15. “House of the Rising Sun”/Frijid Pink (holding at 15). Driven by big distorted riffs and an echo-drenched lead vocal, “House of the Rising Sun” sounds quite dated today, and I suspect it sounded a wee bit dated even in 1970. (Most of the stoners who dug this sort of thing would have moved over to the FM band by then.)  The band is said to have knocked it off unplanned at the end of a recording session, only to see it sell a million.

16. “Long Lonesome Highway”/Michael Parks (up from 19). Disillusioned young man quits his job and takes to the highways on a motorcycle searching for fulfillment and helping his fellow man along the way. That’s the premise of Then Came Bronson, a TV series that was in the middle of its first (and only) season on NBC in early 1970. Michael Parks played Bronson; “Long Lonesome Highway” was the show’s closing theme. Here’s how it was used within an episode of the series:

19. “Love Minus Zero–No Limit”/Turley Richards (up from 24). Richards was a singer from West Virginia who moved to first to L.A. and then to New York City seeking fame and fortune. He can’t really be said to have found either, although he’s continued to work in music ever since. He released three singles that made it onto the Hot 100 in 1970. “Love Minus Zero—No Limit” is a Dylan song.

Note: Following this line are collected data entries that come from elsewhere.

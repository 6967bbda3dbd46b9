//! End-to-end stitching runs on GeoJSON datasets written to a temp directory

use border_stitch::core::postprocess::MERGED_LAYER;
use border_stitch::{
    great_circle_feet, run, Coord, FeatureStore, GeoJsonStore, Geometry, Position,
    StitchConfig, StitchOptions, CONNECTORS_LAYER,
};
use serde_json::{json, Value};
use std::path::Path;
use tempfile::TempDir;

fn write_layer(dataset: &Path, layer: &str, features: Vec<Value>) {
    let collection = json!({"type": "FeatureCollection", "features": features});
    std::fs::write(
        dataset.join(format!("{layer}.geojson")),
        serde_json::to_string_pretty(&collection).unwrap(),
    )
    .unwrap();
}

fn dangle(lon: f64, lat: f64, func_class: i64) -> Value {
    json!({
        "type": "Feature",
        "geometry": {"type": "Point", "coordinates": [lon, lat]},
        "properties": {"func_class": func_class, "nhs": 1, "fac_type": 1, "thru_lanes": 2}
    })
}

fn road(coords: Value, props: Value) -> Value {
    json!({
        "type": "Feature",
        "geometry": {"type": "LineString", "coordinates": coords},
        "properties": props
    })
}

/// AR/TN 583.7 ft apart (inside the 610 ft AR-TN tolerance), one KS/MO pair
/// 620.2 ft apart (outside 615 ft) and one 612.9 ft apart (inside).
fn border_dataset() -> TempDir {
    let dir = tempfile::tempdir().unwrap();
    let dataset = dir.path().join("arnold_states_2016");
    std::fs::create_dir_all(&dataset).unwrap();

    write_layer(&dataset, "AR_state_border_dangles", vec![dangle(-90.0, 35.0, 3)]);
    write_layer(&dataset, "TN_state_border_dangles", vec![dangle(-90.0, 35.0016, 3)]);
    write_layer(
        &dataset,
        "KS_state_border_dangles",
        vec![dangle(-94.6, 38.5, 4), dangle(-94.6, 38.6, 4)],
    );
    write_layer(
        &dataset,
        "MO_state_border_dangles",
        vec![dangle(-94.6, 38.5017, 4), dangle(-94.6, 38.60168, 4)],
    );

    write_layer(
        &dataset,
        "AR_s7_clip_final",
        vec![road(
            json!([[-90.1, 35.0], [-90.0, 35.0]]),
            json!({"func_class": 3, "len_miles": 0.0, "FID_AR_s7_merged": 12}),
        )],
    );
    write_layer(
        &dataset,
        "TN_s7_clip_final",
        vec![road(
            json!([[-90.0, 35.0016], [-89.9, 35.0016]]),
            json!({"func_class": 3, "len_miles": 0.0, "FID_TN_s7_clip": 4}),
        )],
    );
    dir
}

fn config_for(dir: &TempDir) -> StitchConfig {
    StitchConfig {
        output_dir: Some(dir.path().to_path_buf()),
        ..Default::default()
    }
}

fn connector_pairs(store: &GeoJsonStore) -> Vec<(String, String)> {
    store
        .read_layer(CONNECTORS_LAYER)
        .unwrap()
        .features
        .iter()
        .map(|f| {
            (
                f.properties["from_state"].as_str().unwrap().to_string(),
                f.properties["to_state"].as_str().unwrap().to_string(),
            )
        })
        .collect()
}

#[test]
fn test_fixture_distances() {
    let ar_tn = great_circle_feet(Coord::new(-90.0, 35.0), Coord::new(-90.0, 35.0016));
    let ks_mo_far = great_circle_feet(Coord::new(-94.6, 38.5), Coord::new(-94.6, 38.5017));
    let ks_mo_near = great_circle_feet(Coord::new(-94.6, 38.6), Coord::new(-94.6, 38.60168));
    assert!(ar_tn > 305.0 && ar_tn < 610.0, "AR-TN {ar_tn}");
    assert!(ks_mo_far > 615.0, "KS-MO far {ks_mo_far}");
    assert!(ks_mo_near > 610.0 && ks_mo_near < 615.0, "KS-MO near {ks_mo_near}");
}

#[test]
fn test_full_run_writes_one_connector_per_pair() {
    let dir = border_dataset();
    let report = run(&config_for(&dir), &StitchOptions::default()).unwrap();

    assert_eq!(report.connectors_written, 2);
    let states: Vec<String> = report.states.iter().map(|s| s.state.to_string()).collect();
    assert_eq!(states, vec!["AR", "KS", "MO", "TN"]);

    let store = GeoJsonStore::open(dir.path().join("arnold_states_2016")).unwrap();
    assert_eq!(
        connector_pairs(&store),
        vec![
            ("AR".to_string(), "TN".to_string()),
            ("KS".to_string(), "MO".to_string())
        ]
    );

    // MO and TN matched back but were already connected
    let mo = &report.states[2];
    assert_eq!(mo.matched, 1);
    assert_eq!(mo.written, 0);
    assert_eq!(mo.suppressed, 1);
}

#[test]
fn test_connector_geometry_joins_the_matched_dangles() {
    let dir = border_dataset();
    run(&config_for(&dir), &StitchOptions::default()).unwrap();

    let store = GeoJsonStore::open(dir.path().join("arnold_states_2016")).unwrap();
    let connectors = store.read_layer(CONNECTORS_LAYER).unwrap();
    match &connectors.features[1].geometry {
        Geometry::LineString { coordinates } => {
            let ends: Vec<Coord> = coordinates.iter().map(|p| p.coord()).collect();
            assert_eq!(ends, vec![Coord::new(-94.6, 38.6), Coord::new(-94.6, 38.60168)]);
        }
        other => panic!("expected a line, got {other:?}"),
    }
}

#[test]
fn test_merged_network_is_tagged_and_cleaned() {
    let dir = border_dataset();
    let report = run(&config_for(&dir), &StitchOptions::default()).unwrap();
    assert_eq!(report.merged_features, Some(4));

    let merged = GeoJsonStore::open(dir.path().join("arnold_merged_2016")).unwrap();
    let layer = merged.read_layer(MERGED_LAYER).unwrap();
    assert_eq!(layer.len(), 4);

    for feature in &layer.features {
        assert!(feature.properties.keys().all(|k| !k.starts_with("FID_")));
        assert!(feature.properties["len_miles"].as_f64().unwrap() > 0.0);
    }

    // Roads first, connectors last
    let connectors: Vec<_> = layer
        .features
        .iter()
        .filter(|f| f.properties["func_class"] == json!(990))
        .collect();
    assert_eq!(connectors.len(), 2);
    let ar_tn_miles = connectors[0].properties["len_miles"].as_f64().unwrap();
    assert!((ar_tn_miles - 583.74 / 5280.0).abs() < 0.001, "got {ar_tn_miles}");
}

#[test]
fn test_rerun_replaces_previous_connectors() {
    let dir = border_dataset();
    let config = config_for(&dir);
    run(&config, &StitchOptions::default()).unwrap();
    let report = run(&config, &StitchOptions::default()).unwrap();
    assert_eq!(report.connectors_written, 2);

    let store = GeoJsonStore::open(dir.path().join("arnold_states_2016")).unwrap();
    assert_eq!(store.read_layer(CONNECTORS_LAYER).unwrap().len(), 2);
}

#[test]
fn test_skip_merge_leaves_no_merged_dataset() {
    let dir = border_dataset();
    let config = StitchConfig {
        skip_merge: true,
        ..config_for(&dir)
    };
    let report = run(&config, &StitchOptions::default()).unwrap();
    assert_eq!(report.connectors_written, 2);
    assert_eq!(report.merged_features, None);
    assert!(!dir.path().join("arnold_merged_2016").exists());

    // Connectors stay untagged without post-processing
    let store = GeoJsonStore::open(dir.path().join("arnold_states_2016")).unwrap();
    let connectors = store.read_layer(CONNECTORS_LAYER).unwrap();
    assert!(connectors.features.iter().all(|f| !f.properties.contains_key("func_class")));
}

#[test]
fn test_wider_override_from_config_connects_far_pair() {
    let dir = border_dataset();
    let config = StitchConfig::from_toml(&format!(
        r#"
output_dir = "{}"
skip_merge = true

[[overrides]]
states = ["MO", "KS"]
feet = 700.0
"#,
        dir.path().display()
    ))
    .unwrap();

    let report = run(&config, &StitchOptions::default()).unwrap();
    // AR-TN falls back to the 305 ft base, both KS-MO pairs connect
    assert_eq!(report.connectors_written, 2);
    let store = GeoJsonStore::open(dir.path().join("arnold_states_2016")).unwrap();
    assert_eq!(
        connector_pairs(&store),
        vec![
            ("KS".to_string(), "MO".to_string()),
            ("KS".to_string(), "MO".to_string())
        ]
    );
}

#[test]
fn test_failed_run_keeps_previous_merged_network() {
    let dir = border_dataset();
    let config = config_for(&dir);
    run(&config, &StitchOptions::default()).unwrap();
    let merged_file = dir
        .path()
        .join("arnold_merged_2016")
        .join("arnold_merged.geojson");
    let before = std::fs::read_to_string(&merged_file).unwrap();

    std::fs::write(
        dir.path()
            .join("arnold_states_2016")
            .join("TN_state_border_dangles.geojson"),
        "{not json",
    )
    .unwrap();

    let err = run(&config, &StitchOptions::default()).unwrap_err();
    assert!(err.to_string().contains("TN_state_border_dangles"), "{err}");
    assert_eq!(std::fs::read_to_string(&merged_file).unwrap(), before);
}

#[test]
fn test_z_values_and_multipart_roads() {
    let dir = border_dataset();
    let dataset = dir.path().join("arnold_states_2016");
    write_layer(
        &dataset,
        "AR_state_border_dangles",
        vec![json!({
            "type": "Feature",
            "geometry": {"type": "Point", "coordinates": [-90.0, 35.0, 0.0]},
            "properties": {"func_class": 3, "nhs": 1, "fac_type": 1, "thru_lanes": 2}
        })],
    );
    write_layer(
        &dataset,
        "AR_s7_clip_final",
        vec![json!({
            "type": "Feature",
            "id": 7,
            "geometry": {
                "type": "MultiLineString",
                "coordinates": [[[-90.2, 35.0], [-90.1, 35.0]], [[-90.1, 35.0], [-90.0, 35.0]]]
            },
            "properties": {"func_class": 3, "len_miles": 0.0, "FID_AR_s7_merged": 12}
        })],
    );

    let report = run(&config_for(&dir), &StitchOptions::default()).unwrap();
    assert_eq!(report.connectors_written, 2);

    let merged = GeoJsonStore::open(dir.path().join("arnold_merged_2016")).unwrap();
    let layer = merged.read_layer(MERGED_LAYER).unwrap();
    let road = &layer.features[0];
    assert_eq!(road.extra["id"], json!(7));
    assert!(matches!(road.geometry, Geometry::MultiLineString { .. }));

    // two 0.1 degree parts of longitude at 35N
    let expected = 2.0 * border_stitch::core::postprocess::length_miles(&[
        Position::from(Coord::new(-90.1, 35.0)),
        Position::from(Coord::new(-90.0, 35.0)),
    ]);
    let miles = road.properties["len_miles"].as_f64().unwrap();
    assert!((miles - expected).abs() < 1e-6, "got {miles}, expected {expected}");
}

#[test]
fn test_missing_dataset_is_reported() {
    let dir = tempfile::tempdir().unwrap();
    let err = run(&config_for(&dir), &StitchOptions::default()).unwrap_err();
    assert!(err.to_string().contains("couldn't find dataset"));
}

29. “For the Love of Him”/Bobbi Martin (debut). “For the love of him/Make him your reason for living.” Sounds like one of those subservient-housewife records that periodically hit the charts in the 1960s, although this one also contains what seems like a contradictory bit of advice: “He’s a man and a man has to try/Let him run, let him fall, let him cry.” In other words, it’s your job to sit back and watch when the poor sap fucks up now and then. That’s either somewhat liberated—you’re not responsible for everything he does—or not liberated at all—it’s not your job to criticize, no matter what.

As dates in pop-culture go, April 1, 1970, was a pretty eventful one. On the same day the Gremlin was introduced, President Nixon signed a bill requiring cigarette packages to contain health warnings. The bill also banned cigarette advertising from television after January 1, 1971.

Recommended Reading: the blog Sound System by Michele Catalano. She revealed her age in a recent post, but I won’t repeat it except to say that she shares an approximate chronological point of view with the author of the blog you’re reading right now. She’s been blogging for only about a month, and not everybody who starts a blog follows through for the long haul. If Catalano does, however, it looks like she’ll have a good one. Start with “The worst best classic rock songs of all time” and “The top ten classic rock songs I don’t hate.” [This site doesn’t exist anymore. Michele is still writing, however, and is on Twitter at @inthefade.]

2 thoughts on “Top 5: Then Came Gremlins

  1. Miles

    I bought a Gremlin sometime around 1973. Yellow with big stripes on each side and big sporty tires. It was fine for a year or two and then started falling apart—fast. Sadly, one of the worst cars I ever owned.